Domenica 14 Novembre 2021

Piano di lettura

XXXIII Domenica del Tempo Ordinario

Prima Lettura

Dn 12,1-3

1. E in quel tempo sorgerà Michele principe grande, il quale sta a guardia del popol tuo; perocché verrà un tempo, qual mai non fu, dacché cominciarono ad esistere delle nazioni fino a quell'ora.

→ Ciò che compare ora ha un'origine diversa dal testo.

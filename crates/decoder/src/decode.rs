use serde::Serialize;

use crate::observer::{DecodeObserver, NoopObserver};
use crate::rows::DetectionRows;
use crate::types::{Detection, DetectionParams, NetworkInfo, RawRow, ThresholdPolicy};

/// What happened to a single row.
#[derive(Debug, Clone, Copy, PartialEq)]
pub enum RowOutcome {
    Accepted(Detection),
    BelowThreshold { confidence: f32, threshold: f32 },
    ClassOutOfRange { class_id: f32, num_classes: usize },
}

/// Row counts for one decode pass.
#[derive(Debug, Clone, Copy, Default, PartialEq, Eq, Serialize)]
pub struct DecodeSummary {
    pub rows: usize,
    pub accepted: usize,
    pub below_threshold: usize,
    pub rejected: usize,
    pub trailing_elements: usize,
}

/// Classify one row against the network geometry and thresholds.
///
/// Under the global policy the threshold is checked before the class id,
/// so a low-confidence row with a bogus class is simply below threshold.
/// The per-class policy needs a valid class to find its threshold.
pub fn classify_row(row: &RawRow, network: &NetworkInfo, params: &DetectionParams) -> RowOutcome {
    let num_classes = params.num_classes();
    let class_id = row.class_index(num_classes);

    let threshold = match (params.policy(), class_id) {
        (ThresholdPolicy::Global, _) => params.threshold_for(0),
        (ThresholdPolicy::PerClass, Some(id)) => params.threshold_for(id),
        (ThresholdPolicy::PerClass, None) => {
            return RowOutcome::ClassOutOfRange {
                class_id: row.class_id,
                num_classes,
            };
        }
    };

    let confidence = row.confidence();
    // Equal to threshold passes; NaN never does
    if confidence.is_nan() || confidence < threshold {
        return RowOutcome::BelowThreshold {
            confidence,
            threshold,
        };
    }

    let Some(class_id) = class_id else {
        return RowOutcome::ClassOutOfRange {
            class_id: row.class_id,
            num_classes,
        };
    };

    RowOutcome::Accepted(Detection {
        class_id,
        confidence,
        left: network.clip_x(row.x),
        top: network.clip_y(row.y),
        width: network.clip_x(row.w),
        height: network.clip_y(row.h),
    })
}

/// Stateless decoder for NMS-style detection tensors (7 floats per row).
///
/// Holds only the read-only geometry and parameters; every call works on
/// its own buffer, so one decoder can be shared across threads.
#[derive(Debug, Clone, PartialEq)]
pub struct Decoder {
    network: NetworkInfo,
    params: DetectionParams,
}

impl Decoder {
    pub fn new(network: NetworkInfo, params: DetectionParams) -> Self {
        Self { network, params }
    }

    pub fn network(&self) -> &NetworkInfo {
        &self.network
    }

    pub fn params(&self) -> &DetectionParams {
        &self.params
    }

    /// Decode `data` into a fresh vector without any observer.
    pub fn decode(&self, data: &[f32]) -> Vec<Detection> {
        let mut detections = Vec::new();
        self.decode_into(data, &mut detections, NoopObserver);
        detections
    }

    /// Append accepted detections to `out` in row order.
    pub fn decode_into<O: DecodeObserver>(
        &self,
        data: &[f32],
        out: &mut Vec<Detection>,
        observer: O,
    ) -> DecodeSummary {
        decode_into(data, &self.network, &self.params, out, observer)
    }

    /// Lazily classify every complete row, keeping the per-row tag.
    pub fn outcomes<'a>(
        &'a self,
        data: &'a [f32],
    ) -> impl Iterator<Item = (usize, RowOutcome)> + 'a {
        decode_rows(data, &self.network, &self.params)
    }
}

/// Lazily classify every complete row of `data`, paired with its row index.
///
/// Nothing is filtered: below-threshold and out-of-range rows are yielded
/// with their tag, in row order.
pub fn decode_rows<'a>(
    data: &'a [f32],
    network: &'a NetworkInfo,
    params: &'a DetectionParams,
) -> impl Iterator<Item = (usize, RowOutcome)> + 'a {
    DetectionRows::new(data)
        .iter()
        .map(move |(index, row)| (index, classify_row(&row, network, params)))
}

/// One-shot decode of a flat detection buffer.
pub fn decode(data: &[f32], network: &NetworkInfo, params: &DetectionParams) -> Vec<Detection> {
    let mut detections = Vec::new();
    decode_into(data, network, params, &mut detections, NoopObserver);
    detections
}

/// Append accepted detections to `out` in row order.
///
/// Rows with an out-of-range class id are skipped and reported to the
/// observer; they never abort the pass.
#[tracing::instrument(level = "debug", skip_all, fields(elements = data.len()))]
pub fn decode_into<O: DecodeObserver>(
    data: &[f32],
    network: &NetworkInfo,
    params: &DetectionParams,
    out: &mut Vec<Detection>,
    mut observer: O,
) -> DecodeSummary {
    let rows = DetectionRows::new(data);
    let mut summary = DecodeSummary {
        rows: rows.len(),
        trailing_elements: rows.trailing_elements(),
        ..Default::default()
    };

    if summary.trailing_elements > 0 {
        observer.on_truncated(summary.trailing_elements);
    }

    out.reserve(summary.rows);
    for (index, row) in rows.iter() {
        match classify_row(&row, network, params) {
            RowOutcome::Accepted(detection) => {
                observer.on_accepted(index, &row, &detection);
                out.push(detection);
                summary.accepted += 1;
            }
            RowOutcome::BelowThreshold {
                confidence,
                threshold,
            } => {
                observer.on_below_threshold(index, confidence, threshold);
                summary.below_threshold += 1;
            }
            RowOutcome::ClassOutOfRange { num_classes, .. } => {
                observer.on_rejected(index, &row, num_classes);
                summary.rejected += 1;
            }
        }
    }

    summary
}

E allora sarà salvato il popol tuo, tutto quello, che sarà trovato scritto nel libro. 2. E la moltitudine di que', che dormono nella polvere della terra, si risveglieranno, altri per la vita eterna, ed altri per l'ignominia, la quale si vedranno sempre davanti. 3. E quegli, che hanno la scienza, rifulgeranno come la luce del firmamento; e quegli, che insegnano a molti la giustizia, come stelle per le intiere eternità.

Salmo Responsoriale

Sal 15,5.8-11

5. Il Signore è la porzione di mio retaggio, e del mio calice: tu se' quegli, che a me restituirai la mia eredità. 8. Io antivedeva sempre dinanzi a me il Signore, perché egli si sta alla mia destra, affinchè io non sia smosso. 9. Per questo rallegrassi il mio cuore, ed esultò la mia lingua: anzi anche la carne mia riposerà nella speranza. 10. Perocché tu non abbandonerai l'anima mia nell'inferno: né permetterai, che il tuo santo vegga la corruzione. 11. Mi facesti conoscere le vie della vita, mi ricolmerai di allegrezza colla tua faccia: delizie eterne sono alla tua destra.

Seconda Lettura

Eb 10,11-14.18

11. E ogni sacerdote sta pronto tuttodì al ministero, e offerendo sovente le stesse ostie le quale non possono mai togliere i peccati: 12. Ma questi, offerta per sempre una sola ostia pei peccati, siede alla destra di Dio, 13. Aspettando del rimanente il tempo, che i nemici di lui siano posti sgabello a' suoi piedi. 14. Imperocché con una sola obblazione rendette perfetti in perpetuo que', che sono santificati. 18. Or dov'(è) di questi la remissione: non v'ha già più obblazione ed peccato.

Vangelo

Mc 13,24-32

24. Ma in que' giorni dopo quella tribolazione si oscurerà il sole, e la luna non darà la sua luce. 25. E cederanno le stelle del cielo, e le podestà, che sono nel cielo, saranno scommosse. 26. E allora vedranno il Figliuolo dell'uomo venire sopra le nuvole con potestà grande, e con gloria. 27. E allora spedirà i suoi Angeli, e radunerà i suoi eletti dai quattro venti, dall'estremità della terra sino all'estremità del cielo. 28. Dal fico imparate questa parabola. Quando i suoi rami sono già teneri, e spuntate le foglie, voi sapete, che la state è vicina: 29. Così ancora quando voi vedrete accader queste cose, sappiate, ch'egli è vicino, alle porte. 30. In verità vi dico: Non passerà questa generazione, prima che tutto questo sia avvenuto. 31. Il cielo, e la terra passeranno; ma le mie parole non passeranno. 32. Quanto poi a quel giorno, o a quell'ora nissuno lo sa, né gli Angeli, che sono nel cielo, né il Figliuolo, ma il solo Padre.